(Beginning of SUPPLIED INFORMATION)

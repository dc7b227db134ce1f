//! # Toolhub - Tool Provider Registry & Marketplace Cache
//!
//! Rust implementation of the tool-provider management core providing:
//! - A persisted registry of MCP tool provider configurations
//! - A serialized lifecycle coordinator reconciling configuration with live connections
//! - A TTL-bound cache over the remote paginated marketplace listing
//!
//! ## Architecture
//!
//! Registry mutations flow through a single-consumer command queue so that two
//! conflicting lifecycle transitions for the same provider can never race:
//! ```text
//!   callers ──► ToolRegistry ──► ConfigStore (persist first)
//!                    │
//!                    └──► LifecycleCoordinator queue ──► worker ──► live connections
//!
//!   callers ──► MarketCache ──► (cold/expired) RemoteListingClient ──► full listing
//! ```
//!
//! The HTTP surface, the tool-provider wire protocol, and marketplace
//! authentication are collaborator concerns; this crate exposes domain
//! operations only.

// Enforce strict safety at compile time
#![deny(unsafe_code)]
#![warn(missing_debug_implementations)]
#![warn(rust_2018_idioms)]

// Re-export public API
pub mod coordinator;
pub mod market;
pub mod registry;
pub mod store;
pub mod types;

// Internal utilities
pub mod observability;

pub use types::{Config, Error, Result};
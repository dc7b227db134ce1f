//! Marketplace listing cache.
//!
//! A TTL-bound cache over the remote paginated listing of publicly available
//! tool providers. Unfiltered browsing delegates straight to the remote's own
//! pagination; search requires the complete listing, so it materializes the
//! full catalog (pages fetched concurrently) and filters/paginates locally.

use async_trait::async_trait;
use futures::future::join_all;
use reqwest::Client;
use serde::{Deserialize, Serialize};
use serde_json::{Map, Value};
use std::fmt;
use std::sync::Arc;
use std::time::{Duration, Instant};
use tokio::sync::RwLock;
use tracing::{info, warn};

use crate::types::{Error, MarketConfig, Result};

// =============================================================================
// Listing types
// =============================================================================

/// One remote-listing item. Immutable once fetched; names carry no relation
/// to local provider registrations.
#[derive(Debug, Clone, Default, Serialize, Deserialize)]
pub struct MarketEntry {
    #[serde(default)]
    pub name: String,

    /// Human-readable display name (`name_h` on the wire).
    #[serde(rename = "name_h", default)]
    pub display_name: String,

    #[serde(default)]
    pub description: String,

    /// Opaque passthrough fields (author, repo, tags, ...).
    #[serde(flatten)]
    pub extra: Map<String, Value>,
}

impl MarketEntry {
    /// Case-insensitive substring match against name/display-name/description.
    fn matches(&self, term_lower: &str) -> bool {
        self.name.to_lowercase().contains(term_lower)
            || self.display_name.to_lowercase().contains(term_lower)
            || self.description.to_lowercase().contains(term_lower)
    }
}

fn default_page() -> u32 {
    1
}

/// Page metadata, mirroring the remote API's camelCase wire names.
#[derive(Debug, Clone, Copy, Serialize, Deserialize)]
#[serde(rename_all = "camelCase")]
pub struct Pagination {
    #[serde(default)]
    pub total: u64,
    #[serde(default = "default_page")]
    pub total_pages: u32,
    #[serde(default = "default_page")]
    pub current_page: u32,
    #[serde(default)]
    pub page_size: u32,
}

impl Default for Pagination {
    fn default() -> Self {
        Self {
            total: 0,
            total_pages: 1,
            current_page: 1,
            page_size: 0,
        }
    }
}

/// One page of listing results.
#[derive(Debug, Clone, Default, Serialize, Deserialize)]
pub struct PageResult {
    #[serde(rename = "mcpservers", default)]
    pub entries: Vec<MarketEntry>,

    #[serde(default)]
    pub pagination: Pagination,
}

// =============================================================================
// Remote client seam
// =============================================================================

/// Fetches one page of the remote marketplace listing.
#[async_trait]
pub trait RemoteListingClient: Send + Sync {
    async fn fetch_page(&self, page: u32, page_size: u32) -> Result<PageResult>;
}

/// HTTP implementation over the configured listing endpoint.
#[derive(Debug, Clone)]
pub struct HttpListingClient {
    http: Client,
    endpoint: String,
}

impl HttpListingClient {
    pub fn new(config: &MarketConfig) -> Result<Self> {
        let http = Client::builder().timeout(config.request_timeout).build()?;
        Ok(Self {
            http,
            endpoint: config.endpoint.clone(),
        })
    }
}

#[async_trait]
impl RemoteListingClient for HttpListingClient {
    async fn fetch_page(&self, page: u32, page_size: u32) -> Result<PageResult> {
        /// The remote wraps every payload in a `data` envelope.
        #[derive(Deserialize)]
        struct DataEnvelope {
            data: PageResult,
        }

        let response = self
            .http
            .get(&self.endpoint)
            .query(&[("page", page), ("page_size", page_size)])
            .send()
            .await?
            .error_for_status()?;

        let envelope: DataEnvelope = response.json().await?;
        Ok(envelope.data)
    }
}

// =============================================================================
// Cache
// =============================================================================

/// A complete listing snapshot as of `fetched_at`. Partial listings are
/// never stored.
struct CachedListing {
    entries: Vec<MarketEntry>,
    fetched_at: Instant,
}

/// TTL-bound cache of the full marketplace listing.
///
/// The cached state is owned by this instance behind a single `RwLock`:
/// readers observe either the previous complete snapshot or the new complete
/// snapshot, never a mix.
pub struct MarketCache {
    client: Arc<dyn RemoteListingClient>,
    ttl: Duration,
    fetch_page_size: u32,
    max_pages: u32,
    state: RwLock<Option<CachedListing>>,
}

impl fmt::Debug for MarketCache {
    fn fmt(&self, f: &mut fmt::Formatter<'_>) -> fmt::Result {
        f.debug_struct("MarketCache")
            .field("ttl", &self.ttl)
            .field("fetch_page_size", &self.fetch_page_size)
            .field("max_pages", &self.max_pages)
            .finish_non_exhaustive()
    }
}

impl MarketCache {
    pub fn new(client: Arc<dyn RemoteListingClient>, config: &MarketConfig) -> Self {
        Self {
            client,
            ttl: config.cache_ttl,
            fetch_page_size: config.fetch_page_size,
            max_pages: config.max_pages,
            state: RwLock::new(None),
        }
    }

    /// Unfiltered browse: a single remote page fetch, no caching. Always
    /// reflects the remote's own pagination and freshness.
    pub async fn get_page(&self, page: u32, page_size: u32) -> Result<PageResult> {
        self.client.fetch_page(page, page_size).await
    }

    /// Search the full listing, then paginate the filtered result locally.
    pub async fn search(
        &self,
        term: &str,
        page: u32,
        page_size: u32,
        force_refresh: bool,
    ) -> Result<PageResult> {
        let listing = self.full_listing(force_refresh).await?;
        let term_lower = term.to_lowercase();
        let filtered: Vec<MarketEntry> = listing
            .iter()
            .filter(|entry| entry.matches(&term_lower))
            .cloned()
            .collect();

        info!(
            term,
            candidates = listing.len(),
            matched = filtered.len(),
            "marketplace search"
        );
        Ok(paginate(filtered, page, page_size))
    }

    /// Clear cached state unconditionally.
    pub async fn invalidate(&self) {
        *self.state.write().await = None;
    }

    /// Return the complete listing, from cache when warm.
    async fn full_listing(&self, force_refresh: bool) -> Result<Vec<MarketEntry>> {
        if !force_refresh {
            let state = self.state.read().await;
            if let Some(cached) = state.as_ref() {
                if cached.fetched_at.elapsed() < self.ttl {
                    info!(count = cached.entries.len(), "serving marketplace listing from cache");
                    return Ok(cached.entries.clone());
                }
            }
        }

        let entries = self.fetch_all().await?;
        let mut state = self.state.write().await;
        *state = Some(CachedListing {
            entries: entries.clone(),
            fetched_at: Instant::now(),
        });
        info!(count = entries.len(), "cached full marketplace listing");
        Ok(entries)
    }

    /// Fetch every listing page. Page 1 establishes the page count; the rest
    /// are fetched concurrently. A failing secondary page is dropped with a
    /// warning, so the merged result may undercount on transient errors.
    async fn fetch_all(&self) -> Result<Vec<MarketEntry>> {
        let first = self
            .client
            .fetch_page(1, self.fetch_page_size)
            .await
            .map_err(|err| Error::remote_fetch(format!("listing page 1: {err}")))?;

        let mut entries = first.entries;
        let pages = first.pagination.total_pages.min(self.max_pages);

        if pages > 1 {
            let fetches = (2..=pages).map(|page| self.client.fetch_page(page, self.fetch_page_size));
            for (page, result) in (2..=pages).zip(join_all(fetches).await) {
                match result {
                    Ok(mut fetched) => entries.append(&mut fetched.entries),
                    Err(err) => warn!(page, "dropping failed listing page: {err}"),
                }
            }
        }

        Ok(entries)
    }
}

/// Paginate an already-filtered listing locally.
fn paginate(items: Vec<MarketEntry>, page: u32, page_size: u32) -> PageResult {
    let total = items.len() as u64;
    let page = page.max(1);
    let page_size = page_size.max(1);
    let total_pages = ((total + u64::from(page_size) - 1) / u64::from(page_size)).max(1) as u32;

    let start = (page as usize - 1) * page_size as usize;
    let entries: Vec<MarketEntry> = items
        .into_iter()
        .skip(start)
        .take(page_size as usize)
        .collect();

    PageResult {
        entries,
        pagination: Pagination {
            total,
            total_pages,
            current_page: page,
            page_size,
        },
    }
}
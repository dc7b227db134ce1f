//! Core types for toolhub.
//!
//! This module provides foundational types used throughout the system:
//! - **Errors**: Application error types with thiserror derives
//! - **Config**: Configuration structures for the store, market, and coordinator

mod config;
mod errors;

pub use config::{Config, CoordinatorConfig, MarketConfig, ObservabilityConfig, StoreConfig};
pub use errors::{Error, Result};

(End of SUPPLIED INFORMATION)

● THE PROBLEM
Everything above from the line containing "configured listing endpoint." down to the line containing "pub fn new(config: &MarketConfig)" is to be transcribed exactly, with both of those lines included and nothing else added.

● REPLY TO THE TASK
/// HTTP implementation over the configured listing endpoint.
#[derive(Debug, Clone)]
pub struct HttpListingClient {
    http: Client,
    endpoint: String,
}

impl HttpListingClient {
    pub fn new(config: &MarketConfig) -> Result<Self> {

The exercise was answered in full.